## DATA SHOWN:
-- Opening Marker --
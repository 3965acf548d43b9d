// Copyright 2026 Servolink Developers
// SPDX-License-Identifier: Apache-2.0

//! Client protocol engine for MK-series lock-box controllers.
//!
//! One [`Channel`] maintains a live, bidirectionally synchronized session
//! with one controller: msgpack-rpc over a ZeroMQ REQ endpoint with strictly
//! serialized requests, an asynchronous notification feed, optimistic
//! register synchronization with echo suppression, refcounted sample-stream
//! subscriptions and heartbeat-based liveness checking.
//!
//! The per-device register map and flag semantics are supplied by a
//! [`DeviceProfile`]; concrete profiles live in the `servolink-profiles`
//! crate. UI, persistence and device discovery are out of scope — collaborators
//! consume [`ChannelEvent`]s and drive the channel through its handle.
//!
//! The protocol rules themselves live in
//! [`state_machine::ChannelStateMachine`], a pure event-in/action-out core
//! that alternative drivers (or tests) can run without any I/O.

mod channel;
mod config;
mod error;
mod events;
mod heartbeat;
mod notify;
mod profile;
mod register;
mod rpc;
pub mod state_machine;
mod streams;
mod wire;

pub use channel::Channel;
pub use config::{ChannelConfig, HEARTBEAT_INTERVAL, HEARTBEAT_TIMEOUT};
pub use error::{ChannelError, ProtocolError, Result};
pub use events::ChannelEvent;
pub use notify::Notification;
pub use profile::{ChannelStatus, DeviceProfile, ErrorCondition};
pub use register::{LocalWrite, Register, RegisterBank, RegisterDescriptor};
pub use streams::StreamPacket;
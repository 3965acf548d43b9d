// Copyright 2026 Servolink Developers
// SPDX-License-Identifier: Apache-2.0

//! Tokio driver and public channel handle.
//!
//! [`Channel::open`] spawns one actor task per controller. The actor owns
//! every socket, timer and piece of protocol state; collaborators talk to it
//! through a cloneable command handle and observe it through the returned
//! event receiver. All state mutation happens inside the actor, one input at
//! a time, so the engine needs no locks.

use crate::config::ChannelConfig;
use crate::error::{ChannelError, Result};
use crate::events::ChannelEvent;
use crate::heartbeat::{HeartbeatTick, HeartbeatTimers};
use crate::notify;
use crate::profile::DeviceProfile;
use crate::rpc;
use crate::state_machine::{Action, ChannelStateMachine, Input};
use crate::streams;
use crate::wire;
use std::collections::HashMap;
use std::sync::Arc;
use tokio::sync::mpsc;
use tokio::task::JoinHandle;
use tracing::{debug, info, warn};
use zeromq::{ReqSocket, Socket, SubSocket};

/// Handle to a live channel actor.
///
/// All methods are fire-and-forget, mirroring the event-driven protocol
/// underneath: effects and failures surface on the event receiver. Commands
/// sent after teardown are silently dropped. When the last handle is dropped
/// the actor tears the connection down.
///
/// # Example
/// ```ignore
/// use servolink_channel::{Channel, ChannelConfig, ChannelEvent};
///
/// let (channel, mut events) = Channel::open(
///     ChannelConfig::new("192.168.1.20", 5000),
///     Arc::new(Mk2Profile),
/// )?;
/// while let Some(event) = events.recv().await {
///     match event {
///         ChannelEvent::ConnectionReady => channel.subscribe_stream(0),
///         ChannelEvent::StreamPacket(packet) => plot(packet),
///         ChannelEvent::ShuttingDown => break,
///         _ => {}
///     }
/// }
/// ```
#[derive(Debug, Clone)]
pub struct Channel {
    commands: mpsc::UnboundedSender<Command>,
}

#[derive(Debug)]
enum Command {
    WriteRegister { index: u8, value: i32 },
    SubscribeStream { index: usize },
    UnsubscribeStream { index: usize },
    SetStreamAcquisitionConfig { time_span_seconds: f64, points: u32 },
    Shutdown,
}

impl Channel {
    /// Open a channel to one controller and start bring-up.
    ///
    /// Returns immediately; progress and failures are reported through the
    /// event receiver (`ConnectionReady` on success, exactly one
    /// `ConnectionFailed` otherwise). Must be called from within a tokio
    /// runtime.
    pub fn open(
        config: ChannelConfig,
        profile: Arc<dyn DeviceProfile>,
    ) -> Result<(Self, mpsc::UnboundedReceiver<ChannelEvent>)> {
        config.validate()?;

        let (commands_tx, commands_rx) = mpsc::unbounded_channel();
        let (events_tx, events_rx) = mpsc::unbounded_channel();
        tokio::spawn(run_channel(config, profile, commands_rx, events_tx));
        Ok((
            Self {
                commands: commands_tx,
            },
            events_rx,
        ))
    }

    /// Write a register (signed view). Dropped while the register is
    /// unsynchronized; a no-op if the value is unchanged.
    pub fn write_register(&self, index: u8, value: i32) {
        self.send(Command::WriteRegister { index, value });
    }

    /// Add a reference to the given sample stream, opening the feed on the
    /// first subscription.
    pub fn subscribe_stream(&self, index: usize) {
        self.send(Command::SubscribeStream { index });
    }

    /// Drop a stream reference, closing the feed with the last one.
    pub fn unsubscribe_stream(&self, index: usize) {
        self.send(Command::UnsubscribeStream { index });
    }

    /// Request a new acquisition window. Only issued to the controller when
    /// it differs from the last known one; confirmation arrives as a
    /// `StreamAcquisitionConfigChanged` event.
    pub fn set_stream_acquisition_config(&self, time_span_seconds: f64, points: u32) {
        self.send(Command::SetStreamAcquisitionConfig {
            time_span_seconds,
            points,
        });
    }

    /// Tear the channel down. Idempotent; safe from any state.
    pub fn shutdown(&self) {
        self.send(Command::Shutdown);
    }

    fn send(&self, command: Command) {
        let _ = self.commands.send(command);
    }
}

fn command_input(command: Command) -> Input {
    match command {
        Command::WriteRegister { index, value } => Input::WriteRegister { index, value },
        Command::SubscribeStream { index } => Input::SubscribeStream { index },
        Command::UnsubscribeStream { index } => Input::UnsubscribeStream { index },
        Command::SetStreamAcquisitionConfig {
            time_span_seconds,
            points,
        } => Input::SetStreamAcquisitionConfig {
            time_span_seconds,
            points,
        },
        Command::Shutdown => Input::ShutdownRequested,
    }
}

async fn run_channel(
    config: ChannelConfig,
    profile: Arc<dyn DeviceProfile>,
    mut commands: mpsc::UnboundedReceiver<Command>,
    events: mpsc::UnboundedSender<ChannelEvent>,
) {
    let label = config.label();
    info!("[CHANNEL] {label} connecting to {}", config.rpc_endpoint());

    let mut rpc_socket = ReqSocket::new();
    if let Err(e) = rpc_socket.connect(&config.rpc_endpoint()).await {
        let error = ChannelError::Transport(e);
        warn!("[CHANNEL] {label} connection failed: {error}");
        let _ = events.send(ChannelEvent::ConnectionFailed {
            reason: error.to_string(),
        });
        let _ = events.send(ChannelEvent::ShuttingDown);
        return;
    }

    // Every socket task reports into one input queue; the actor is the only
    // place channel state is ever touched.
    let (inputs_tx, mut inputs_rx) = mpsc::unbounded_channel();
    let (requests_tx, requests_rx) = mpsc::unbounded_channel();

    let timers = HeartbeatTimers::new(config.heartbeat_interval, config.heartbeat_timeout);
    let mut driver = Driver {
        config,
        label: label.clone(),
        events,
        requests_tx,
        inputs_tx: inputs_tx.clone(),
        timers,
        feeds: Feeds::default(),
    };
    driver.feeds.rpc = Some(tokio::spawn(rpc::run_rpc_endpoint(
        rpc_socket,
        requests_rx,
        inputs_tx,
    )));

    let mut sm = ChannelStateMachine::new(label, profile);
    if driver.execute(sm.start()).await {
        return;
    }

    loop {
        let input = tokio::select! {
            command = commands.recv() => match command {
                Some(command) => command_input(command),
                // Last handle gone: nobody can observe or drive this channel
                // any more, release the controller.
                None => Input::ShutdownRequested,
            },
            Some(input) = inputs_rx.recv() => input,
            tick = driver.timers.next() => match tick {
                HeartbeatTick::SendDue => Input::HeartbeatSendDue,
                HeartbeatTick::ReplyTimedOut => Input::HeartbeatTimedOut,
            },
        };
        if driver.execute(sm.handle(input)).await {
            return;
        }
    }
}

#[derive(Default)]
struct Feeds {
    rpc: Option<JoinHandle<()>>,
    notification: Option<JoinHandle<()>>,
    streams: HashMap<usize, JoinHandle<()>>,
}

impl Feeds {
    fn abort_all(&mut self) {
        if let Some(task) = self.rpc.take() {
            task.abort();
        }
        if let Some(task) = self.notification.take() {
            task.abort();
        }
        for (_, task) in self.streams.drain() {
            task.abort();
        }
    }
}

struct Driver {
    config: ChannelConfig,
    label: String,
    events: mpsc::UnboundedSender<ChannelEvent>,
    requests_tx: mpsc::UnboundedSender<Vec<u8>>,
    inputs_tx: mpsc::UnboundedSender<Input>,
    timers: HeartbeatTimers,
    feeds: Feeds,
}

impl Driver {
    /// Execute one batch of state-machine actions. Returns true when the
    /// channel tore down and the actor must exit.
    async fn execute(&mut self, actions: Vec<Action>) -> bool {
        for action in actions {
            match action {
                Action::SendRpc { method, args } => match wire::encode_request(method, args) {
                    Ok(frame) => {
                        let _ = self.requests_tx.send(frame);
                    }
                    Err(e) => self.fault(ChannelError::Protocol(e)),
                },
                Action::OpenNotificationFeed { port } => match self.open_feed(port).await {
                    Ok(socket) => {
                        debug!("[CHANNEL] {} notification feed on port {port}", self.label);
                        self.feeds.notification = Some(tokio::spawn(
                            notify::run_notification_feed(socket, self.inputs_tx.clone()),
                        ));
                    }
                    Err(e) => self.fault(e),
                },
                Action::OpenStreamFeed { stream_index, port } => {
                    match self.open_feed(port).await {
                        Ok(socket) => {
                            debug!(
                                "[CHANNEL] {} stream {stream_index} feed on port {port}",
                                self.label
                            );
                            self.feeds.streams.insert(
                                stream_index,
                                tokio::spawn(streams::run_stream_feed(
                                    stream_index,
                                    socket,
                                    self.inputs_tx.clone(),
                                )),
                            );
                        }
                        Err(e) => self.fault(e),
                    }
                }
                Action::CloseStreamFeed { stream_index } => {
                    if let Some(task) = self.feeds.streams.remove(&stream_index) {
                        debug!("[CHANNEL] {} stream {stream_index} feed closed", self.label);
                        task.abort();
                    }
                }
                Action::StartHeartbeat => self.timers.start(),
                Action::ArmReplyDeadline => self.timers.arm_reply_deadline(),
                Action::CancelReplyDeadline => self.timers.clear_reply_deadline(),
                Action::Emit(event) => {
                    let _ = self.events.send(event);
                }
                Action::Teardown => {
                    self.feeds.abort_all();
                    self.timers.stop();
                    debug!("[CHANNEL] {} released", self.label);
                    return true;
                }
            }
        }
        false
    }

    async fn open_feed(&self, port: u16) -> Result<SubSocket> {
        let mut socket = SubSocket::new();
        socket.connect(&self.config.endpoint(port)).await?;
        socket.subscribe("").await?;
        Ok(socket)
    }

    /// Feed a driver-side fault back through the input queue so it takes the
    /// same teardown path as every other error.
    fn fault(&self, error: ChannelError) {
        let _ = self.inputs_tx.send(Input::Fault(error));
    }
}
-- Closing Marker --
## ABOUT THIS TASK:
Your answer should consist solely of the lines above from the line with "endpoint with strictly" to the line with "themselves live in", both included, reproduced exactly.

## EXERCISE SOLUTION:
//! with one controller: msgpack-rpc over a ZeroMQ REQ endpoint with strictly
//! serialized requests, an asynchronous notification feed, optimistic
//! register synchronization with echo suppression, refcounted sample-stream
//! subscriptions and heartbeat-based liveness checking.
//!
//! The per-device register map and flag semantics are supplied by a
//! [`DeviceProfile`]; concrete profiles live in the `servolink-profiles`
//! crate. UI, persistence and device discovery are out of scope — collaborators
//! consume [`ChannelEvent`]s and drive the channel through its handle.
//!
//! The protocol rules themselves live in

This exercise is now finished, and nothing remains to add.